# EXERCISE REQUIREMENTS:
In this exercise, every entry below is to be reproduced word for word.
[GIVEN ENTRIES — start]
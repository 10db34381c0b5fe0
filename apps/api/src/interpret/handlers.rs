//! Axum route handlers exposing the interpretation pipeline over arbitrary text.

use axum::{extract::State, Json};
use serde::{Deserialize, Serialize};

use crate::interpret::formatter::{format_blocks, strip_inline_markup, DisplayBlock};
use crate::interpret::{InterpretedReply, ReplyMode};
use crate::state::AppState;

#[derive(Debug, Deserialize)]
pub struct FormatRequest {
    pub text: String,
}

#[derive(Debug, Serialize)]
pub struct FormatResponse {
    pub blocks: Vec<DisplayBlock>,
    pub plain: String,
}

#[derive(Debug, Deserialize)]
pub struct InterpretRequest {
    pub text: String,
    #[serde(default)]
    pub mode: ReplyMode,
}

#[derive(Debug, Serialize)]
pub struct InterpretResponse {
    pub reply: InterpretedReply,
    #[serde(skip_serializing_if = "Option::is_none")]
    pub blocks: Option<Vec<DisplayBlock>>,
}

/// POST /api/v1/format
pub async fn handle_format(Json(request): Json<FormatRequest>) -> Json<FormatResponse> {
    Json(FormatResponse {
        blocks: format_blocks(&request.text),
        plain: strip_inline_markup(&request.text),
    })
}

/// POST /api/v1/interpret
///
/// Always 200: an unparsable reply is a value here, not an error.
pub async fn handle_interpret(
    State(state): State<AppState>,
    Json(request): Json<InterpretRequest>,
) -> Json<InterpretResponse> {
    let reply =
        InterpretedReply::from_text(&request.text, request.mode, state.config.max_extract_chars);
    let blocks = match &reply {
        InterpretedReply::Prose(text) => Some(format_blocks(text)),
        _ => None,
    };
    Json(InterpretResponse { reply, blocks })
}
use axum::Json;
use serde_json::{json, Value};

/// GET /health
/// Returns a simple status object with service version.
pub async fn health_handler() -> Json<Value> {
    Json(json!({
        "status": "ok",
        "version": env!("CARGO_PKG_VERSION"),
        "service": "careerion-api"
    }))
}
[GIVEN ENTRIES — finish]
# WRITTEN SOLUTION:
repository 10db34381c0b5fe0
filename apps/api/src/interpret/handlers.rs
//! Axum route handlers exposing the interpretation pipeline over arbitrary text.

use axum::{extract::State, Json};
use serde::{Deserialize, Serialize};

use crate::interpret::formatter::{format_blocks, strip_inline_markup, DisplayBlock};
use crate::interpret::{InterpretedReply, ReplyMode};
use crate::state::AppState;

#[derive(Debug, Deserialize)]
pub struct FormatRequest {
    pub text: String,
}

#[derive(Debug, Serialize)]
pub struct FormatResponse {
    pub blocks: Vec<DisplayBlock>,
    pub plain: String,
}

#[derive(Debug, Deserialize)]
pub struct InterpretRequest {
    pub text: String,
    #[serde(default)]
    pub mode: ReplyMode,
}

#[derive(Debug, Serialize)]
pub struct InterpretResponse {
    pub reply: InterpretedReply,
    #[serde(skip_serializing_if = "Option::is_none")]
    pub blocks: Option<Vec<DisplayBlock>>,
}

/// POST /api/v1/format
pub async fn handle_format(Json(request): Json<FormatRequest>) -> Json<FormatResponse> {
    Json(FormatResponse {
        blocks: format_blocks(&request.text),
        plain: strip_inline_markup(&request.text),
    })
}

/// POST /api/v1/interpret
///
/// Always 200: an unparsable reply is a value here, not an error.
pub async fn handle_interpret(
    State(state): State<AppState>,
    Json(request): Json<InterpretRequest>,
) -> Json<InterpretResponse> {
    let reply =
        InterpretedReply::from_text(&request.text, request.mode, state.config.max_extract_chars);
    let blocks = match &reply {
        InterpretedReply::Prose(text) => Some(format_blocks(text)),
        _ => None,
    };
    Json(InterpretResponse { reply, blocks })
}
use axum::Json;
use serde_json::{json, Value};

/// GET /health
/// Returns a simple status object with service version.
pub async fn health_handler() -> Json<Value> {
    Json(json!({
        "status": "ok",
        "version": env!("CARGO_PKG_VERSION"),
        "service": "careerion-api"
    }))
}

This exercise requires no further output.